By the time Zen is a teenager, her mother is slowly deteriorating from cancer and requires treatment, but they don’t have the money. Moom (Taphon Phopwandee), Zen’s friend, finds a notebook listing Zin’s debtors, which he and Zen use to collect funds for Zin’s medicine. Zen arrives shouting with open hands, “Lots of money. Mom in hospital.” And when the owing parties aren’t willing to pay, Zen knocks some sense into them. The movie continues on with Moom and Zen playing angry bill collectors throughout the second act. Eventually, in the bloody finale, there’s a showdown with No. 8’s gang in a rip-off of the “House of Blue Leaves” sequence from Kill Bill Vol. 1, complete with Zen’s own Crazy 88 to defeat.
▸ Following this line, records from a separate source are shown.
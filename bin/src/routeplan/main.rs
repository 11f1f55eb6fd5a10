// Copyright 2021 Rayhaan Jaufeerally.
//
// Licensed under the Apache License, Version 2.0 (the "License");
// you may not use this file except in compliance with the License.
// You may obtain a copy of the License at
//
//      http://www.apache.org/licenses/LICENSE-2.0
//
// Unless required by applicable law or agreed to in writing, software
// distributed under the License is distributed on an "AS IS" BASIS,
// WITHOUT WARRANTIES OR CONDITIONS OF ANY KIND, either express or implied.
// See the License for the specific language governing permissions and
// limitations under the License.

use std::fs;
use std::path::PathBuf;
use std::process::ExitCode;

use clap::{Parser, Subcommand};
use eyre::{bail, Result, WrapErr};
use routeplan_policy::{compile_str, CompileError, ListKind, StateFile};
use tracing::{error, info};
use tracing_subscriber::filter::EnvFilter;
use tracing_subscriber::layer::SubscriberExt;
use tracing_subscriber::util::SubscriberInitExt;

#[derive(Parser)]
#[clap(
    author = "Rayhaan Jaufeerally <rayhaan@rayhaan.ch>",
    version = "0.1",
    about = "Compiles router configuration into routing policy"
)]
struct Cli {
    /// Runtime list state file.
    #[arg(long, global = true, default_value = "/var/lib/routeplan/state.json")]
    state: PathBuf,

    #[clap(subcommand)]
    command: Option<Commands>,
}

#[derive(Subcommand)]
enum Commands {
    /// Configure compiles the router configuration into a policy document.
    Configure {
        /// YAML router configuration.
        #[arg(long, default_value = "/etc/routeplan/routeplan.yaml")]
        config: PathBuf,
        /// Where to write the policy document. Printed to stdout if unset.
        #[arg(long)]
        output: Option<PathBuf>,
    },
    /// Manage the graceful shutdown peer list.
    GracefulShutdown {
        #[clap(subcommand)]
        action: ListAction,
    },
    /// Manage the quarantine peer list.
    Quarantine {
        #[clap(subcommand)]
        action: ListAction,
    },
}

#[derive(Subcommand)]
enum ListAction {
    /// Show the peers in the list.
    List,
    /// Add a peer, `*` matches any run of characters.
    Add { peer: String },
    /// Remove a peer.
    Remove { peer: String },
}

fn configure(state: &StateFile, config: PathBuf, output: Option<PathBuf>) -> Result<ExitCode> {
    let lists = state.load()?;
    let text = fs::read_to_string(&config)
        .wrap_err_with(|| format!("Failed to read {}", config.display()))?;

    let document = match compile_str(&text, &lists) {
        Ok(document) => document,
        Err(CompileError::Validation(errors)) => {
            for failure in &errors.0 {
                eprintln!("{}", failure);
            }
            error!("Configuration has {} validation failure(s)", errors.0.len());
            return Ok(ExitCode::FAILURE);
        }
        Err(e) => return Err(e.into()),
    };

    let json = document.to_json()?;
    match output {
        Some(path) => {
            fs::write(&path, json + "\n")
                .wrap_err_with(|| format!("Failed to write {}", path.display()))?;
            info!("Wrote policy for {} to {}", document.router_id, path.display());
        }
        None => println!("{}", json),
    }
    Ok(ExitCode::SUCCESS)
}

fn manage(state: &StateFile, kind: ListKind, action: ListAction) -> Result<()> {
    match action {
        ListAction::List => {
            for peer in state.list(kind)? {
                println!("{}", peer);
            }
        }
        ListAction::Add { peer } => state.add(kind, &peer)?,
        ListAction::Remove { peer } => state.remove(kind, &peer)?,
    }
    Ok(())
}

fn main() -> Result<ExitCode> {
    let args = Cli::parse();

    tracing_subscriber::registry()
        .with(tracing_subscriber::fmt::layer().with_writer(std::io::stderr))
        .with(
            EnvFilter::try_from_default_env()
                .unwrap_or_else(|_| EnvFilter::new("routeplan=info,routeplan_policy=info")),
        )
        .init();

    let state = StateFile::new(&args.state);
    match args.command {
        Some(Commands::Configure { config, output }) => return configure(&state, config, output),
        Some(Commands::GracefulShutdown { action }) => {
            manage(&state, ListKind::GracefulShutdown, action)?
        }
        Some(Commands::Quarantine { action }) => manage(&state, ListKind::Quarantine, action)?,
        None => bail!("A subcommand must be specified."),
    };

    Ok(ExitCode::SUCCESS)
}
The action scenes are familiar and second-rate, particularly if you’re familiar with the likes of Jackie Chan, Jet Li, or hell, even Jason Statham. Yanin has skill, to be sure, but she’s no artist. She bounces computer-generated candies off her arm and into her mouth. Big deal. If I had movie magic effects artists on my side, I could do that too. The appeal of Chan, for example, remains that he’s an authentic talent, always choreographing his own stunts; he’s an actor in control of his physical capabilities and his onscreen geniality. Yanin offers sloppy overacting in her autistic scenes, and then when miraculously her condition fades, her fisticuff styles are derivative at best.
In the aforementioned action yarns of the past, viewers could dismiss inane plotting because the fighting made up for it. But here, the almost nonexistent story was blatantly formulated to propel gimmicky brawls consisting of Zen vs. countless thugs. Her autism is simply a device for the martial arts to remain interesting. Instead, it’s just tasteless, like when Zen must face her equal: a goon with an involuntary twitch (yes, really).
Maybe twenty years from now, Chocolate will seem charming in that so-bad-it’s-good way. Doubtful, though, as the sentimental Hallmark score already sounds dated, and the formulaic plot is sleepily redundant. Even for audiences hoping to lose themselves in a procession of martial arts displays, the banality of the story keeps creeping in, distracting, and insisting upon its useless attempts to jerk a tear. The filmmakers should have known the meaningful message about triumph over adversity never had a chance next to the basic thrill of movie violence.